• What you need to do:
Your answer should consist solely of the lines from the one containing "if next == text" through the end of the entries below, duplicated exactly.

• Data records:
......
use html_escape::decode_html_entities;

/// Converts a rich-text description into plain text.
///
/// Block-level tags become line breaks (list items also get a `•` glyph),
/// every other tag is dropped, and entities are decoded. Passes repeat until
/// the text stops changing, so double-escaped markup like `&lt;b&gt;` is
/// removed too and `normalize(normalize(x)) == normalize(x)`.
pub fn normalize(raw: &str) -> String {
    // Terminates: every changing pass drops a tag or shortens an entity.
    let mut text = raw.to_string();
    loop {
        let next = normalize_pass(&text);
        if next == text {
            return text;
        }
        text = next;
    }
}

fn normalize_pass(text: &str) -> String {
    re!(LIST_ITEM_RE, r"(?i)<\s*li\b[^>]*(?:>|$)");
    re!(
        BLOCK_TAG_RE,
        r"(?i)<\s*/?\s*(?:br|p|div|li|h[1-6]|tr|ul|ol)\b[^>]*(?:>|$)",
    );
    // Requires a letter (or `/`, `!`, `?`) after `<` so "a < b" survives.
    re!(TAG_RE, r"<(?:[/!?]|[A-Za-z])[^>]*(?:>|$)");

    let text = LIST_ITEM_RE.replace_all(text, "\n• ");
    let text = BLOCK_TAG_RE.replace_all(&text, "\n");
    let text = TAG_RE.replace_all(&text, "");
    let text = decode_html_entities(&text);

    text.replace("\r\n", "\n")
        .replace('\r', "\n")
        .replace('\u{a0}', " ")
}

/// Collapses whitespace and cuts `text` to at most `max_chars` characters,
/// marking the cut with an ellipsis.
pub fn excerpt(text: &str, max_chars: usize) -> String {
    let collapsed = text.split_whitespace().collect::<Vec<_>>().join(" ");
    if collapsed.chars().count() <= max_chars {
        return collapsed;
    }

    let cut = collapsed.chars().take(max_chars).collect::<String>();
    format!("{}…", cut.trim_end())
}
......
• Reply:
        if next == text {
            return text;
        }
        text = next;
    }
}

fn normalize_pass(text: &str) -> String {
    re!(LIST_ITEM_RE, r"(?i)<\s*li\b[^>]*(?:>|$)");
    re!(
        BLOCK_TAG_RE,
        r"(?i)<\s*/?\s*(?:br|p|div|li|h[1-6]|tr|ul|ol)\b[^>]*(?:>|$)",
    );
    // Requires a letter (or `/`, `!`, `?`) after `<` so "a < b" survives.
    re!(TAG_RE, r"<(?:[/!?]|[A-Za-z])[^>]*(?:>|$)");

    let text = LIST_ITEM_RE.replace_all(text, "\n• ");
    let text = BLOCK_TAG_RE.replace_all(&text, "\n");
    let text = TAG_RE.replace_all(&text, "");
    let text = decode_html_entities(&text);

    text.replace("\r\n", "\n")
        .replace('\r', "\n")
        .replace('\u{a0}', " ")
}

/// Collapses whitespace and cuts `text` to at most `max_chars` characters,
/// marking the cut with an ellipsis.
pub fn excerpt(text: &str, max_chars: usize) -> String {
    let collapsed = text.split_whitespace().collect::<Vec<_>>().join(" ");
    if collapsed.chars().count() <= max_chars {
        return collapsed;
    }

    let cut = collapsed.chars().take(max_chars).collect::<String>();
    format!("{}…", cut.trim_end())
}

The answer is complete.